▶ **GIVEN ENTRIES**
//! Integration tests for the child-process engine bridge
#![cfg(unix)]

use scrim_core::session::CONFIG_SNAPSHOT_FILE;
use scrim_core::{
    ConfigBuilder, EvaluationParameters, ExecutorSettings, LlmSelection, ProcessExecutor,
    Provider, ResultsAggregator, RunConfiguration, RunSession, RunState, SessionOrchestrator,
    SharedSelection,
};
use tempfile::TempDir;

const ENGINE_SCRIPT: &str = r#"
phase="$1"; config="$2"; output="$3"
test -f "$config" || { echo "config missing" >&2; exit 3; }
case "$phase" in
  load_dataset) echo "dataset ready" ;;
  run_simulation)
    mkdir -p "$output/experiments/20250101_120000"
    printf 'id,score,challenge_level\n1,1,5\n2,0,7\n' > "$output/experiments/20250101_120000/results.csv"
    ;;
  *) echo "unknown phase $phase" >&2; exit 2 ;;
esac
"#;

fn settings(script: &str) -> ExecutorSettings {
    ExecutorSettings {
        program: "sh".to_string(),
        args: ["-c", script, "engine", "{phase}", "{config}", "{output}"]
            .iter()
            .map(|s| s.to_string())
            .collect(),
        working_dir: None,
    }
}

fn config() -> RunConfiguration {
    let selection = SharedSelection::new(LlmSelection::new(Provider::Google, "gemini-1.5-flash"));
    ConfigBuilder::build("agent", &selection, &EvaluationParameters::default()).unwrap()
}

#[tokio::test]
async fn test_process_engine_full_run() {
    let temp_dir = TempDir::new().unwrap();
    let output = temp_dir.path().join("run");
    let orchestrator = SessionOrchestrator::new(ProcessExecutor::new(settings(ENGINE_SCRIPT)));
    let mut session = RunSession::new();

    let state = orchestrator
        .start(&mut session, config(), &output)
        .await
        .unwrap();

    assert_eq!(state, RunState::Completed, "{:?}", session.error());

    let snapshot = std::fs::read_to_string(output.join(CONFIG_SNAPSHOT_FILE)).unwrap();
    assert!(snapshot.contains("gemini-1.5-flash"));

    let set = ResultsAggregator::load(&output).unwrap();
    assert_eq!(set.len(), 2);
}

#[tokio::test]
async fn test_relative_output_with_engine_working_dir() {
    let engine_dir = TempDir::new().unwrap();
    let cwd = std::env::current_dir().unwrap();
    let output_dir = tempfile::Builder::new()
        .prefix("scrim-relative-run-")
        .tempdir_in(&cwd)
        .unwrap();
    let output = output_dir.path().strip_prefix(&cwd).unwrap().to_path_buf();
    assert!(output.is_relative());

    let mut settings = settings(ENGINE_SCRIPT);
    settings.working_dir = Some(engine_dir.path().to_path_buf());
    let orchestrator = SessionOrchestrator::new(ProcessExecutor::new(settings));
    let mut session = RunSession::new();

    let state = orchestrator
        .start(&mut session, config(), &output)
        .await
        .unwrap();

    assert_eq!(state, RunState::Completed, "{:?}", session.error());
    assert!(output.join(CONFIG_SNAPSHOT_FILE).is_file());
    assert!(!engine_dir.path().join(&output).exists());

    let set = ResultsAggregator::load(session.output_path().unwrap()).unwrap();
    assert_eq!(set.len(), 2);
}

#[tokio::test]
async fn test_nonzero_exit_carries_stderr() {
    let temp_dir = TempDir::new().unwrap();
    let script = r#"echo "quota exceeded for $1" >&2; exit 1"#;
    let orchestrator = SessionOrchestrator::new(ProcessExecutor::new(settings(script)));
    let mut session = RunSession::new();

    let state = orchestrator
        .start(&mut session, config(), temp_dir.path().join("run"))
        .await
        .unwrap();

    assert_eq!(state, RunState::Failed);
    let error = session.error().unwrap();
    assert!(error.contains("load_dataset"));
    assert!(error.contains("quota exceeded for load_dataset"));
}

#[tokio::test]
async fn test_missing_program_fails_session() {
    let temp_dir = TempDir::new().unwrap();
    let mut settings = settings("true");
    settings.program = "/nonexistent/engine/binary".to_string();
    let orchestrator = SessionOrchestrator::new(ProcessExecutor::new(settings));
    let mut session = RunSession::new();

    let state = orchestrator
        .start(&mut session, config(), temp_dir.path().join("run"))
        .await
        .unwrap();

    assert_eq!(state, RunState::Failed);
    assert!(session.error().unwrap().contains("Failed to launch"));
}
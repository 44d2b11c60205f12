//! Summary metrics over a result set

use serde::{Deserialize, Serialize};

use super::record::{ResultSet, Score};

/// Aggregate view of a result set.
///
/// Rates are percentages rounded to one decimal place; all zero when the set is empty.
#[derive(Debug, Clone, PartialEq, Default, Serialize, Deserialize)]
pub struct ResultSummary {
    pub total: usize,
    pub success_count: usize,
    pub failure_count: usize,
    pub error_count: usize,
    pub success_rate: f64,
    pub failure_rate: f64,
    pub error_rate: f64,
    pub avg_challenge_level: f64,
}

impl ResultSummary {
    pub fn from_set(set: &ResultSet) -> Self {
        let total = set.len();
        if total == 0 {
            return Self::default();
        }

        let count = |score: Score| set.records().iter().filter(|r| r.score() == score).count();
        let success_count = count(Score::Success);
        let failure_count = count(Score::Failure);
        let error_count = count(Score::Error);

        let level_sum: i64 = set.records().iter().map(|r| r.challenge_level()).sum();

        Self {
            total,
            success_count,
            failure_count,
            error_count,
            success_rate: percentage(success_count, total),
            failure_rate: percentage(failure_count, total),
            error_rate: percentage(error_count, total),
            avg_challenge_level: level_sum as f64 / total as f64,
        }
    }
}

fn percentage(count: usize, total: usize) -> f64 {
    let rate = count as f64 / total as f64 * 100.0;
    (rate * 10.0).round() / 10.0
}

impl ResultSet {
    pub fn summarize(&self) -> ResultSummary {
        ResultSummary::from_set(self)
    }
}
//! Report generation for result sets
//!
//! Renders a summary and a filtered view as a terminal table, Markdown or JSON.

use serde::Serialize;

use crate::error::{ScrimError, ScrimResult};
use crate::results::{ResultSet, ResultSummary, Score};

/// Report format
#[derive(Debug, Clone, Copy, PartialEq, Eq, Default)]
pub enum ReportFormat {
    #[default]
    Table,
    Markdown,
    Json,
}

impl ReportFormat {
    /// Parse from string
    pub fn parse(s: &str) -> Option<Self> {
        match s.to_lowercase().as_str() {
            "table" => Some(ReportFormat::Table),
            "markdown" | "md" => Some(ReportFormat::Markdown),
            "json" => Some(ReportFormat::Json),
            _ => None,
        }
    }
}

/// What a report shows
pub struct ReportInput<'a> {
    /// Experiment the set was loaded from, when known
    pub experiment: Option<&'a str>,
    /// Summary of the full result set
    pub summary: &'a ResultSummary,
    /// Filtered records to list
    pub view: &'a ResultSet,
}

/// Generate a report in the specified format
pub fn generate_report(input: &ReportInput<'_>, format: ReportFormat) -> ScrimResult<String> {
    match format {
        ReportFormat::Table => Ok(generate_table(input)),
        ReportFormat::Markdown => Ok(generate_markdown(input)),
        ReportFormat::Json => generate_json(input),
    }
}

fn generate_table(input: &ReportInput<'_>) -> String {
    let summary = input.summary;
    let mut output = String::new();

    output.push_str(&format!("\n{:=<70}\n", "= Evaluation Results "));
    if let Some(experiment) = input.experiment {
        output.push_str(&format!("Experiment: {}\n", experiment));
    }
    output.push_str(&format!("{:=<70}\n\n", ""));

    output.push_str("SUMMARY\n");
    output.push_str(&format!("{:-<70}\n", ""));
    output.push_str(&format!("Total Scenarios: {}\n", summary.total));
    output.push_str(&format!(
        "Success Rate: {}/{} ({:.1}%)\n",
        summary.success_count, summary.total, summary.success_rate
    ));
    output.push_str(&format!(
        "Failure Rate: {}/{} ({:.1}%)\n",
        summary.failure_count, summary.total, summary.failure_rate
    ));
    output.push_str(&format!(
        "Error Rate: {}/{} ({:.1}%)\n",
        summary.error_count, summary.total, summary.error_rate
    ));
    output.push_str(&format!(
        "Avg Challenge Level: {:.1}\n\n",
        summary.avg_challenge_level
    ));

    output.push_str(&format!("SCENARIOS ({} shown)\n", input.view.len()));
    output.push_str(&format!("{:-<70}\n", ""));
    output.push_str(&format!("{:<40} {:>10} {:>12}\n", "Scenario", "Result", "Challenge"));
    output.push_str(&format!("{:-<70}\n", ""));

    for record in input.view.records() {
        output.push_str(&format!(
            "{:<40} {:>10} {:>12}\n",
            truncate(record.scenario_id(), 38),
            record.score().label(),
            record.challenge_level()
        ));
    }

    output.push_str(&format!("{:=<70}\n", ""));
    output
}

fn generate_markdown(input: &ReportInput<'_>) -> String {
    let summary = input.summary;
    let mut md = String::new();

    md.push_str("# Evaluation Report\n\n");
    if let Some(experiment) = input.experiment {
        md.push_str(&format!("- **Experiment**: {}\n\n", experiment));
    }

    md.push_str("## Summary\n\n");
    md.push_str("| Metric | Value |\n|--------|-------|\n");
    md.push_str(&format!("| Total Scenarios | {} |\n", summary.total));
    md.push_str(&format!("| Success Rate | {:.1}% |\n", summary.success_rate));
    md.push_str(&format!("| Failure Rate | {:.1}% |\n", summary.failure_rate));
    md.push_str(&format!("| Error Rate | {:.1}% |\n", summary.error_rate));
    md.push_str(&format!(
        "| Avg Challenge Level | {:.1} |\n\n",
        summary.avg_challenge_level
    ));

    md.push_str("## Scenarios\n\n");
    md.push_str("| Scenario | Result | Challenge |\n");
    md.push_str("|----------|--------|-----------|\n");
    for record in input.view.records() {
        let status = match record.score() {
            Score::Success => "✅",
            Score::Failure => "❌",
            Score::Error => "💥",
        };
        md.push_str(&format!(
            "| {} | {} | {} |\n",
            record.scenario_id().replace('|', "\\|"),
            status,
            record.challenge_level()
        ));
    }
    md.push('\n');

    md
}

#[derive(Serialize)]
struct JsonRecord<'a> {
    scenario_id: &'a str,
    score: i8,
    challenge_level: i64,
}

#[derive(Serialize)]
struct JsonReport<'a> {
    #[serde(skip_serializing_if = "Option::is_none")]
    experiment: Option<&'a str>,
    summary: &'a ResultSummary,
    records: Vec<JsonRecord<'a>>,
}

fn generate_json(input: &ReportInput<'_>) -> ScrimResult<String> {
    let report = JsonReport {
        experiment: input.experiment,
        summary: input.summary,
        records: input
            .view
            .records()
            .iter()
            .map(|r| JsonRecord {
                scenario_id: r.scenario_id(),
                score: r.score().value(),
                challenge_level: r.challenge_level(),
            })
            .collect(),
    };
    serde_json::to_string_pretty(&report)
        .map_err(|e| ScrimError::io(format!("Failed to serialize report: {}", e)))
}

fn truncate(s: &str, max_chars: usize) -> String {
    if s.chars().count() > max_chars {
        let head: String = s.chars().take(max_chars.saturating_sub(3)).collect();
        format!("{}...", head)
    } else {
        s.to_string()
    }
}

#[cfg(test)]
mod tests {
    use super::*;
    use crate::results::{ResultRecord, ScoreFilter};

    fn sample() -> ResultSet {
        ResultSet::from_records(vec![
            ResultRecord::new("refund-late-order", Score::Success, 7),
            ResultRecord::new("refund-no-receipt", Score::Failure, 5),
            ResultRecord::new("upgrade-timeout", Score::Error, 9),
        ])
    }

    #[test]
    fn test_format_parsing() {
        assert_eq!(ReportFormat::parse("md"), Some(ReportFormat::Markdown));
        assert_eq!(ReportFormat::parse("TABLE"), Some(ReportFormat::Table));
        assert_eq!(ReportFormat::parse("html"), None);
    }

    #[test]
    fn test_table_report() {
        let set = sample();
        let summary = set.summarize();
        let view = set.filter(ScoreFilter::All, 6);
        let input = ReportInput {
            experiment: Some("20250101_120000"),
            summary: &summary,
            view: &view,
        };

        let table = generate_report(&input, ReportFormat::Table).unwrap();
        assert!(table.contains("Experiment: 20250101_120000"));
        assert!(table.contains("Success Rate: 1/3 (33.3%)"));
        assert!(table.contains("SCENARIOS (2 shown)"));
        assert!(table.contains("refund-late-order"));
        assert!(!table.contains("refund-no-receipt"));
    }

    #[test]
    fn test_markdown_report() {
        let set = sample();
        let summary = set.summarize();
        let input = ReportInput {
            experiment: None,
            summary: &summary,
            view: &set,
        };

        let md = generate_report(&input, ReportFormat::Markdown).unwrap();
        assert!(md.starts_with("# Evaluation Report"));
        assert!(md.contains("| Error Rate | 33.3% |"));
        assert!(md.contains("| upgrade-timeout | 💥 | 9 |"));
    }

    #[test]
    fn test_json_report() {
        let set = sample();
        let summary = set.summarize();
        let input = ReportInput {
            experiment: Some("exp"),
            summary: &summary,
            view: &set,
        };

        let json = generate_report(&input, ReportFormat::Json).unwrap();
        let value: serde_json::Value = serde_json::from_str(&json).unwrap();
        assert_eq!(value["summary"]["total"], 3);
        assert_eq!(value["records"][2]["score"], -1);
        assert_eq!(value["experiment"], "exp");
    }

    #[test]
    fn test_truncate_is_char_safe() {
        assert_eq!(truncate("short", 10), "short");
        assert_eq!(truncate("ééééééééééé", 6), "ééé...");
    }
}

▶ **EXERCISE AIM**
Please restate the records word for word. Go from the first line to the line with "fn config() ->" and include both.

▶ **TASK OUTPUT**
//! Integration tests for the child-process engine bridge
#![cfg(unix)]

use scrim_core::session::CONFIG_SNAPSHOT_FILE;
use scrim_core::{
    ConfigBuilder, EvaluationParameters, ExecutorSettings, LlmSelection, ProcessExecutor,
    Provider, ResultsAggregator, RunConfiguration, RunSession, RunState, SessionOrchestrator,
    SharedSelection,
};
use tempfile::TempDir;

const ENGINE_SCRIPT: &str = r#"
phase="$1"; config="$2"; output="$3"
test -f "$config" || { echo "config missing" >&2; exit 3; }
case "$phase" in
  load_dataset) echo "dataset ready" ;;
  run_simulation)
    mkdir -p "$output/experiments/20250101_120000"
    printf 'id,score,challenge_level\n1,1,5\n2,0,7\n' > "$output/experiments/20250101_120000/results.csv"
    ;;
  *) echo "unknown phase $phase" >&2; exit 2 ;;
esac
"#;

fn settings(script: &str) -> ExecutorSettings {
    ExecutorSettings {
        program: "sh".to_string(),
        args: ["-c", script, "engine", "{phase}", "{config}", "{output}"]
            .iter()
            .map(|s| s.to_string())
            .collect(),
        working_dir: None,
    }
}

fn config() -> RunConfiguration {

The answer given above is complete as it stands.